Jones brings the story into the decades of her own life through the character of Andrea, who is raised in the 1930s working with her father “summer and winter, in the barn, in the fields, sitting on his lap as he harrowed or ploughed, later on the broad sweaty backs of horses.” She and her siblings wrestle with their mother’s belief that “one was born perfect—as the Quakers believed—that it was the world that stained and corrupted.” The legacy of such belief is guilt like a low‐grade fever, judging them if they don’t, or can’t, live up to the ideals of the farm or the faith.
The vicissitudes of farming, buffeted by weather and industrialization, eventually lead to large corporations pushing smaller farmers aside, including the once thriving farm built by Salve and Kristina. Their great‐grandsons work in factories “making valves for motors, or … in the meat‐packing plant, or as carpenters; their wives had become clerks, school teachers, secretaries.”

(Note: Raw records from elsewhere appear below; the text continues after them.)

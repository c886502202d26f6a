//! Email parsing: header decoding, MIME decoding, `.eml` files and mbox spools.

pub mod eml;
pub mod header;
pub mod mbox;
pub mod mime;
//! Directory of `.eml` files, one message per file.

use std::path::{Path, PathBuf};

use tracing::{debug, warn};

use crate::error::{RelayError, Result};
use crate::model::message::InboundMessage;
use crate::parser::eml::read_eml;

use super::{move_into, MailSource};

/// Fetched files are moved here.
pub const PROCESSED_DIR: &str = "processed";

/// Files that could not be parsed are moved here.
pub const FAILED_DIR: &str = "failed";

/// Reads `*.eml` from a directory in filename order.
#[derive(Debug, Clone)]
pub struct SpoolSource {
    dir: PathBuf,
}

impl SpoolSource {
    pub fn new(dir: impl Into<PathBuf>) -> Self {
        Self { dir: dir.into() }
    }

    fn pending_files(&self) -> Result<Vec<PathBuf>> {
        let entries = std::fs::read_dir(&self.dir).map_err(|e| RelayError::Source {
            path: self.dir.clone(),
            reason: e.to_string(),
        })?;

        let mut files: Vec<PathBuf> = entries
            .filter_map(|entry| entry.ok())
            .map(|entry| entry.path())
            .filter(|path| path.is_file() && is_eml(path))
            .collect();
        files.sort();
        Ok(files)
    }
}

impl MailSource for SpoolSource {
    fn fetch_unprocessed(&mut self) -> Result<Vec<InboundMessage>> {
        let files = self.pending_files()?;
        let processed = self.dir.join(PROCESSED_DIR);
        let failed = self.dir.join(FAILED_DIR);
        let mut messages = Vec::with_capacity(files.len());

        for path in files {
            let message = match read_eml(&path) {
                Ok(message) => message,
                Err(e) => {
                    warn!(path = %path.display(), error = %e, "Unreadable message, moving to failed/");
                    if let Err(move_err) = move_into(&path, &failed) {
                        warn!(path = %path.display(), error = %move_err, "Failed to quarantine message");
                    }
                    continue;
                }
            };

            match move_into(&path, &processed) {
                Ok(target) => {
                    debug!(from = %path.display(), to = %target.display(), "Consumed message");
                    messages.push(message);
                }
                Err(e) => {
                    warn!(path = %path.display(), error = %e, "Cannot mark message processed, skipping");
                }
            }
        }

        Ok(messages)
    }

    fn describe(&self) -> String {
        format!("spool {}", self.dir.display())
    }
}

fn is_eml(path: &Path) -> bool {
    path.extension()
        .is_some_and(|ext| ext.eq_ignore_ascii_case("eml"))
}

Andrea chooses to leave the farm and head east for Columbia University and the life of the mind. After graduation, she travels to Norway to track down her ancestors, then looks for work in Europe and meets the man she will marry, a man “with the sun in him,” which she needs because “she had too much winter in her, Iowa winters, Norwegian winters.” She raises three girls with him in different countries as he works in foreign service, and they lead a life very different from her Iowa roots, even as the farm and Quakerism never really let her go.
This was the final writing project of Arlene Swift Jones, who died in 2013. It is a page‐turner: cinematic, instructive, often heartbreaking, and an impressive last act of a very fine writer.